Collected data:

++++++++

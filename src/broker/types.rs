//! # Broker Types
//!
//! Provider-neutral shapes for deliveries, message properties and declare options.

use std::collections::BTreeMap;

use crate::constants::headers;

#[derive(Debug, Clone, Copy, PartialEq, Eq, Hash)]
pub enum ExchangeKind {
    Direct,
    Topic,
    Fanout,
    Headers,
}

impl std::fmt::Display for ExchangeKind {
    fn fmt(&self, f: &mut std::fmt::Formatter<'_>) -> std::fmt::Result {
        match self {
            Self::Direct => write!(f, "direct"),
            Self::Topic => write!(f, "topic"),
            Self::Fanout => write!(f, "fanout"),
            Self::Headers => write!(f, "headers"),
        }
    }
}

#[derive(Debug, Clone, Copy, PartialEq, Eq)]
pub struct ExchangeOptions {
    pub durable: bool,
    pub auto_delete: bool,
}

impl ExchangeOptions {
    /// Survives broker restarts, never removed by the broker
    pub fn durable() -> Self {
        Self {
            durable: true,
            auto_delete: false,
        }
    }
}

#[derive(Debug, Clone, Default, PartialEq, Eq)]
pub struct QueueOptions {
    pub durable: bool,
    pub auto_delete: bool,
    pub dead_letter_exchange: Option<String>,
    pub dead_letter_routing_key: Option<String>,
    pub message_ttl_ms: Option<u32>,
}

impl QueueOptions {
    pub fn durable() -> Self {
        Self {
            durable: true,
            ..Default::default()
        }
    }

    pub fn with_dead_letter_exchange(mut self, exchange: impl Into<String>) -> Self {
        self.dead_letter_exchange = Some(exchange.into());
        self
    }

    pub fn with_message_ttl_ms(mut self, ttl_ms: u32) -> Self {
        self.message_ttl_ms = Some(ttl_ms);
        self
    }
}

/// AMQP field value, reduced to the shapes the bus reads and writes
#[derive(Debug, Clone, PartialEq)]
pub enum HeaderValue {
    String(String),
    Int(i64),
    Bool(bool),
    Timestamp(u64),
    Array(Vec<HeaderValue>),
    Table(Headers),
}

impl HeaderValue {
    pub fn as_str(&self) -> Option<&str> {
        match self {
            Self::String(s) => Some(s),
            _ => None,
        }
    }

    pub fn as_i64(&self) -> Option<i64> {
        match self {
            Self::Int(i) => Some(*i),
            Self::Timestamp(t) => i64::try_from(*t).ok(),
            _ => None,
        }
    }
}

impl From<&str> for HeaderValue {
    fn from(value: &str) -> Self {
        Self::String(value.to_string())
    }
}

impl From<String> for HeaderValue {
    fn from(value: String) -> Self {
        Self::String(value)
    }
}

pub type Headers = BTreeMap<String, HeaderValue>;

#[derive(Debug, Clone, Default, PartialEq)]
pub struct MessageProperties {
    pub message_id: Option<String>,
    pub app_id: Option<String>,
    /// Seconds since the Unix epoch
    pub timestamp: Option<u64>,
    pub delivery_mode: Option<u8>,
    pub content_type: Option<String>,
    pub headers: Headers,
}

impl MessageProperties {
    pub fn header(&self, name: &str) -> Option<&HeaderValue> {
        self.headers.get(name)
    }

    pub fn header_str(&self, name: &str) -> Option<&str> {
        self.header(name).and_then(HeaderValue::as_str)
    }

    /// Dead-letter history, most recent first
    pub fn deaths(&self) -> Vec<DeathRecord> {
        match self.header(headers::DEATH) {
            Some(HeaderValue::Array(entries)) => entries
                .iter()
                .filter_map(|entry| match entry {
                    HeaderValue::Table(table) => Some(DeathRecord::from_table(table)),
                    _ => None,
                })
                .collect(),
            _ => Vec::new(),
        }
    }
}

/// One entry of the broker-maintained `x-death` header
#[derive(Debug, Clone, PartialEq, Eq)]
pub struct DeathRecord {
    pub queue: String,
    pub reason: String,
    pub exchange: String,
    pub count: u64,
    pub routing_keys: Vec<String>,
}

impl DeathRecord {
    fn from_table(table: &Headers) -> Self {
        let text = |key: &str| {
            table
                .get(key)
                .and_then(HeaderValue::as_str)
                .unwrap_or_default()
                .to_string()
        };
        let routing_keys = match table.get("routing-keys") {
            Some(HeaderValue::Array(keys)) => keys
                .iter()
                .filter_map(|k| k.as_str().map(str::to_string))
                .collect(),
            _ => Vec::new(),
        };

        Self {
            queue: text("queue"),
            reason: text("reason"),
            exchange: text("exchange"),
            count: table
                .get("count")
                .and_then(HeaderValue::as_i64)
                .and_then(|c| u64::try_from(c).ok())
                .unwrap_or(0),
            routing_keys,
        }
    }

    pub fn to_table(&self, time: u64) -> Headers {
        let mut table = Headers::new();
        table.insert("queue".into(), self.queue.clone().into());
        table.insert("reason".into(), self.reason.clone().into());
        table.insert("exchange".into(), self.exchange.clone().into());
        table.insert(
            "count".into(),
            HeaderValue::Int(i64::try_from(self.count).unwrap_or(i64::MAX)),
        );
        table.insert(
            "routing-keys".into(),
            HeaderValue::Array(
                self.routing_keys
                    .iter()
                    .map(|k| HeaderValue::String(k.clone()))
                    .collect(),
            ),
        );
        table.insert("time".into(), HeaderValue::Timestamp(time));
        table
    }
}

/// A message as handed over by the broker, before any application interpretation
#[derive(Debug, Clone, PartialEq)]
pub struct RawDelivery {
    pub delivery_tag: u64,
    pub exchange: String,
    pub routing_key: String,
    pub redelivered: bool,
    pub body: Vec<u8>,
    pub properties: MessageProperties,
}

++++++++

Each record must appear again, word for word.

filename src/broker/types.rs
//! # Broker Types
//!
//! Provider-neutral shapes for deliveries, message properties and declare options.

use std::collections::BTreeMap;

use crate::constants::headers;

#[derive(Debug, Clone, Copy, PartialEq, Eq, Hash)]
pub enum ExchangeKind {
    Direct,
    Topic,
    Fanout,
    Headers,
}

impl std::fmt::Display for ExchangeKind {
    fn fmt(&self, f: &mut std::fmt::Formatter<'_>) -> std::fmt::Result {
        match self {
            Self::Direct => write!(f, "direct"),
            Self::Topic => write!(f, "topic"),
            Self::Fanout => write!(f, "fanout"),
            Self::Headers => write!(f, "headers"),
        }
    }
}

#[derive(Debug, Clone, Copy, PartialEq, Eq)]
pub struct ExchangeOptions {
    pub durable: bool,
    pub auto_delete: bool,
}

impl ExchangeOptions {
    /// Survives broker restarts, never removed by the broker
    pub fn durable() -> Self {
        Self {
            durable: true,
            auto_delete: false,
        }
    }
}

#[derive(Debug, Clone, Default, PartialEq, Eq)]
pub struct QueueOptions {
    pub durable: bool,
    pub auto_delete: bool,
    pub dead_letter_exchange: Option<String>,
    pub dead_letter_routing_key: Option<String>,
    pub message_ttl_ms: Option<u32>,
}

impl QueueOptions {
    pub fn durable() -> Self {
        Self {
            durable: true,
            ..Default::default()
        }
    }

    pub fn with_dead_letter_exchange(mut self, exchange: impl Into<String>) -> Self {
        self.dead_letter_exchange = Some(exchange.into());
        self
    }

    pub fn with_message_ttl_ms(mut self, ttl_ms: u32) -> Self {
        self.message_ttl_ms = Some(ttl_ms);
        self
    }
}

/// AMQP field value, reduced to the shapes the bus reads and writes
#[derive(Debug, Clone, PartialEq)]
pub enum HeaderValue {
    String(String),
    Int(i64),
    Bool(bool),
    Timestamp(u64),
    Array(Vec<HeaderValue>),
    Table(Headers),
}

impl HeaderValue {
    pub fn as_str(&self) -> Option<&str> {
        match self {
            Self::String(s) => Some(s),
            _ => None,
        }
    }

    pub fn as_i64(&self) -> Option<i64> {
        match self {
            Self::Int(i) => Some(*i),
            Self::Timestamp(t) => i64::try_from(*t).ok(),
            _ => None,
        }
    }
}

impl From<&str> for HeaderValue {
    fn from(value: &str) -> Self {
        Self::String(value.to_string())
    }
}

impl From<String> for HeaderValue {
    fn from(value: String) -> Self {
        Self::String(value)
    }
}

pub type Headers = BTreeMap<String, HeaderValue>;

#[derive(Debug, Clone, Default, PartialEq)]
pub struct MessageProperties {
    pub message_id: Option<String>,
    pub app_id: Option<String>,
    /// Seconds since the Unix epoch
    pub timestamp: Option<u64>,
    pub delivery_mode: Option<u8>,
    pub content_type: Option<String>,
    pub headers: Headers,
}

impl MessageProperties {
    pub fn header(&self, name: &str) -> Option<&HeaderValue> {
        self.headers.get(name)
    }

    pub fn header_str(&self, name: &str) -> Option<&str> {
        self.header(name).and_then(HeaderValue::as_str)
    }

    /// Dead-letter history, most recent first
    pub fn deaths(&self) -> Vec<DeathRecord> {
        match self.header(headers::DEATH) {
            Some(HeaderValue::Array(entries)) => entries
                .iter()
                .filter_map(|entry| match entry {
                    HeaderValue::Table(table) => Some(DeathRecord::from_table(table)),
                    _ => None,
                })
                .collect(),
            _ => Vec::new(),
        }
    }
}

/// One entry of the broker-maintained `x-death` header
#[derive(Debug, Clone, PartialEq, Eq)]
pub struct DeathRecord {
    pub queue: String,
    pub reason: String,
    pub exchange: String,
    pub count: u64,
    pub routing_keys: Vec<String>,
}

impl DeathRecord {
    fn from_table(table: &Headers) -> Self {
        let text = |key: &str| {
            table
                .get(key)
                .and_then(HeaderValue::as_str)
                .unwrap_or_default()
                .to_string()
        };
        let routing_keys = match table.get("routing-keys") {
            Some(HeaderValue::Array(keys)) => keys
                .iter()
                .filter_map(|k| k.as_str().map(str::to_string))
                .collect(),
            _ => Vec::new(),
        };

        Self {
            queue: text("queue"),
            reason: text("reason"),
            exchange: text("exchange"),
            count: table
                .get("count")
                .and_then(HeaderValue::as_i64)
                .and_then(|c| u64::try_from(c).ok())
                .unwrap_or(0),
            routing_keys,
        }
    }

    pub fn to_table(&self, time: u64) -> Headers {
        let mut table = Headers::new();
        table.insert("queue".into(), self.queue.clone().into());
        table.insert("reason".into(), self.reason.clone().into());
        table.insert("exchange".into(), self.exchange.clone().into());
        table.insert(
            "count".into(),
            HeaderValue::Int(i64::try_from(self.count).unwrap_or(i64::MAX)),
        );
        table.insert(
            "routing-keys".into(),
            HeaderValue::Array(
                self.routing_keys
                    .iter()
                    .map(|k| HeaderValue::String(k.clone()))
                    .collect(),
            ),
        );
        table.insert("time".into(), HeaderValue::Timestamp(time));
        table
    }
}

/// A message as handed over by the broker, before any application interpretation
#[derive(Debug, Clone, PartialEq)]
pub struct RawDelivery {
    pub delivery_tag: u64,
    pub exchange: String,
    pub routing_key: String,
    pub redelivered: bool,
    pub body: Vec<u8>,
    pub properties: MessageProperties,
}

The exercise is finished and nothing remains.